◆ **Task item**
Check the data underneath for lines holding the word "MigrateArgs", and state only how many you find.

◆ **Saved entries**

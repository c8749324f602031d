use crate::server;
use clap::{Args, Parser, Subcommand};
use job_portal::error::AppError;

#[derive(Parser, Debug)]
#[command(
    name = "Job Portal API",
    about = "Serve the job and internship application API",
    version
)]
struct Cli {
    #[command(subcommand)]
    command: Option<Command>,
}

#[derive(Subcommand, Debug)]
enum Command {
    /// Start the HTTP service (default command)
    Serve(ServeArgs),
    /// Create the database schema and exit
    Migrate(MigrateArgs),
}

#[derive(Args, Debug, Default)]
pub(crate) struct ServeArgs {
    /// Override the configured host for the HTTP server
    #[arg(long)]
    pub(crate) host: Option<String>,
    /// Override the configured port for the HTTP server
    #[arg(long)]
    pub(crate) port: Option<u16>,
    /// Override the configured database URL
    #[arg(long)]
    pub(crate) database_url: Option<String>,
}

#[derive(Args, Debug, Default)]
pub(crate) struct MigrateArgs {
    /// Override the configured database URL
    #[arg(long)]
    pub(crate) database_url: Option<String>,
}

pub(crate) async fn run() -> Result<(), AppError> {
    let cli = Cli::parse();
    let command = cli
        .command
        .unwrap_or_else(|| Command::Serve(ServeArgs::default()));

    match command {
        Command::Serve(args) => server::run(args).await,
        Command::Migrate(args) => server::migrate(args).await,
    }
}

#[cfg(test)]
mod tests {
    use super::*;

    #[test]
    fn serve_is_the_default_command() {
        let cli = Cli::try_parse_from(["job-portal-api"]).expect("parses");
        assert!(cli.command.is_none());
    }

    #[test]
    fn serve_accepts_overrides() {
        let cli = Cli::try_parse_from([
            "job-portal-api",
            "serve",
            "--port",
            "8081",
            "--database-url",
            "sqlite::memory:",
        ])
        .expect("parses");

        match cli.command {
            Some(Command::Serve(args)) => {
                assert_eq!(args.port, Some(8081));
                assert_eq!(args.database_url.as_deref(), Some("sqlite::memory:"));
                assert!(args.host.is_none());
            }
            other => panic!("unexpected command: {other:?}"),
        }
    }

    #[test]
    fn rejects_invalid_port() {
        assert!(Cli::try_parse_from(["job-portal-api", "serve", "--port", "http"]).is_err());
    }
}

◆ **Answer to this problem**
2